During the American Civil War, president Abraham Lincoln’s administration determined there was a real need for a shallow draft boat that could extend the Union’s mobility and help to bring the fight to the Confederacy with greater efficiency.
Congress was petitioned for $1 million by Union General-in-Chief Winfield Scott to meet these goals, and to conduct naval operations on the Mississippi River. This was a hefty weapons procurement for the day and request for proposals went out to Midwest boat builders for competitive bids to make ironclads. James Buchanan Eads, an industrious and well-connected boat builder, landed the lucrative contact, using his contacts in the Lincoln Administration towards that end. (Note 1)
Eads’s was an acclaimed engineer-inventor. He won the contract because he boldly proposed that he could build the state-of-the-art gunboats in only sixty-three days, for $89,000 per boat. He incentivized the Federal Government by proposing to forfeit $250 for each day he missed the deadline. (Note 2)
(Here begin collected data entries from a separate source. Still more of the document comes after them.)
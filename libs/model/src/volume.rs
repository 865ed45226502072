use serde::{Deserialize, Serialize};

use crate::key::ObjectKey;
use crate::meta::ObjectMeta;

#[derive(Serialize, Deserialize, Debug, Clone, Copy, PartialEq, Eq)]
#[serde(rename_all = "camelCase")]
pub enum StorageClass {
    HostPath,
    Nfs,
}

#[derive(Serialize, Deserialize, Debug, Clone, PartialEq, Eq)]
#[serde(rename_all = "camelCase", tag = "kind")]
pub enum PvBacking {
    HostPath { path: String },
    Nfs { server: String, path: String },
}

impl PvBacking {
    pub fn storage_class(&self) -> StorageClass {
        match self {
            PvBacking::HostPath { .. } => StorageClass::HostPath,
            PvBacking::Nfs { .. } => StorageClass::Nfs,
        }
    }
}

#[derive(Serialize, Deserialize, Debug, Clone, Copy, PartialEq, Eq)]
#[serde(rename_all = "camelCase")]
pub enum PvPhase {
    /// Pre-declared by a user with no backing storage yet; the PVController's
    /// second pass materializes the path and flips it to `Available`
    /// (spec.md §3, §4.5 PVController).
    Static,
    Available,
    Bound,
    Released,
}

#[derive(Serialize, Deserialize, Debug, Clone, PartialEq, Eq)]
#[serde(rename_all = "camelCase")]
pub struct PersistentVolumeSpec {
    pub capacity_bytes: u64,
    pub backing: PvBacking,
}

#[derive(Serialize, Deserialize, Debug, Clone, PartialEq, Eq)]
#[serde(rename_all = "camelCase")]
pub struct PersistentVolumeStatus {
    pub phase: PvPhase,
    /// Set once a PVC is bound, per SPEC_FULL.md §9 (binding is explicit by
    /// `volume_name` only — no capacity/class-based auto-matching).
    pub claim_ref: Option<ObjectKey>,
}

impl Default for PersistentVolumeStatus {
    fn default() -> Self {
        Self {
            phase: PvPhase::Available,
            claim_ref: None,
        }
    }
}

#[derive(Serialize, Deserialize, Debug, Clone, PartialEq, Eq)]
pub struct PersistentVolume {
    pub meta: ObjectMeta,
    pub spec: PersistentVolumeSpec,
    #[serde(default)]
    pub status: PersistentVolumeStatus,
}

impl PersistentVolume {
    pub fn new(meta: ObjectMeta, spec: PersistentVolumeSpec) -> Self {
        Self {
            meta,
            spec,
            status: PersistentVolumeStatus::default(),
        }
    }
}

#[derive(Serialize, Deserialize, Debug, Clone, Copy, PartialEq, Eq)]
#[serde(rename_all = "camelCase")]
pub enum PvcPhase {
    Pending,
    Bound,
    Lost,
    /// The named PV exists but is class- or capacity-incompatible (spec.md
    /// §4.5 PVController, §8 seed scenario).
    Failed,
}

impl Default for PvcPhase {
    fn default() -> Self {
        PvcPhase::Pending
    }
}

#[derive(Serialize, Deserialize, Debug, Clone, PartialEq, Eq)]
#[serde(rename_all = "camelCase")]
pub struct PersistentVolumeClaimSpec {
    pub capacity_bytes: u64,
    pub storage_class: StorageClass,
    /// Explicit bind target by PV name. Required — PVC<->PV binding is never
    /// inferred from capacity or class (SPEC_FULL.md §9).
    pub volume_name: String,
}

#[derive(Serialize, Deserialize, Debug, Clone, Copy, PartialEq, Eq, Default)]
#[serde(rename_all = "camelCase")]
pub struct PersistentVolumeClaimStatus {
    pub phase: PvcPhase,
}

#[derive(Serialize, Deserialize, Debug, Clone, PartialEq, Eq)]
pub struct PersistentVolumeClaim {
    pub meta: ObjectMeta,
    pub spec: PersistentVolumeClaimSpec,
    #[serde(default)]
    pub status: PersistentVolumeClaimStatus,
}

impl PersistentVolumeClaim {
    pub fn new(meta: ObjectMeta, spec: PersistentVolumeClaimSpec) -> Self {
        Self {
            meta,
            spec,
            status: PersistentVolumeClaimStatus::default(),
        }
    }
}

#[cfg(test)]
mod tests {
    use super::*;

    #[test]
    fn backing_implies_storage_class() {
        let hp = PvBacking::HostPath {
            path: "/data".into(),
        };
        let nfs = PvBacking::Nfs {
            server: "10.0.0.5".into(),
            path: "/export".into(),
        };
        assert_eq!(hp.storage_class(), StorageClass::HostPath);
        assert_eq!(nfs.storage_class(), StorageClass::Nfs);
    }
}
Eads ignored a chorus of naysayers who said he couldn’t build gunboats and he sought creative solutions to build is boats on time. The keels of the gunboats were laid in Carondelet, Missouri, outside St. Louis, and Mound City, Illinois, by Cairo. Using his master organizer skills, Eads subcontracted out separate piece work to numerous contractors located in a variety of cities such as Pittsburgh, Cincinnati, and St.Louis. Being ahead of his time, Eads networked and coordinated these efforts using telegraph communications.
Eads was a diligent taskmaster and ’stickler for details’, allowing him to successfully push nearly 800 construction workers day and night at a relentless pace. The largest foundries and machine shops in St. Louis constantly produced parts for his gunboats.
The Union’s new flotilla of gunboats received their ‘baptism of fire,’ in the battles of Fort Henry and Fort Donelson, Tennessee and played prominent roles in the Union’s victories and subsequent control of the crucial waterways in the Tennessee River Valley and the Mississippi River. (Note 3)
All totaled, 14 ironclad gunboats and 11 other boats that were converted to be armed for military service were the result of Ead’s Herculean efforts. His gunboats were characterized as indispensable in the defeat of the Confederacy. (Note 4)
The genesis of the Union gunboats, and a significant factor in the outcome of the Civil War, stemmed from the creative genius and iron-willed determination of James Buchanan Eads.
1. Benjamin Franklin Cooling, Forts Henry and Donelson, The Key To the Confederate Heartland (The University of Tennessee Press Knoxville, 1987), 23.
2. Benjamin Franklin Cooling, Forts Henry and Donelson, The Key To the Confederate Heartland (The University of Tennessee Press Knoxville, 1987), 24.
3. Timothy John Myers, Caged Confederates, Capturing The Heart of the Confederacy (Thornton Publishing, Inc., 2010), 45.
4. James Buchanan Eads: Biography from Answers.com, 7/26/2010.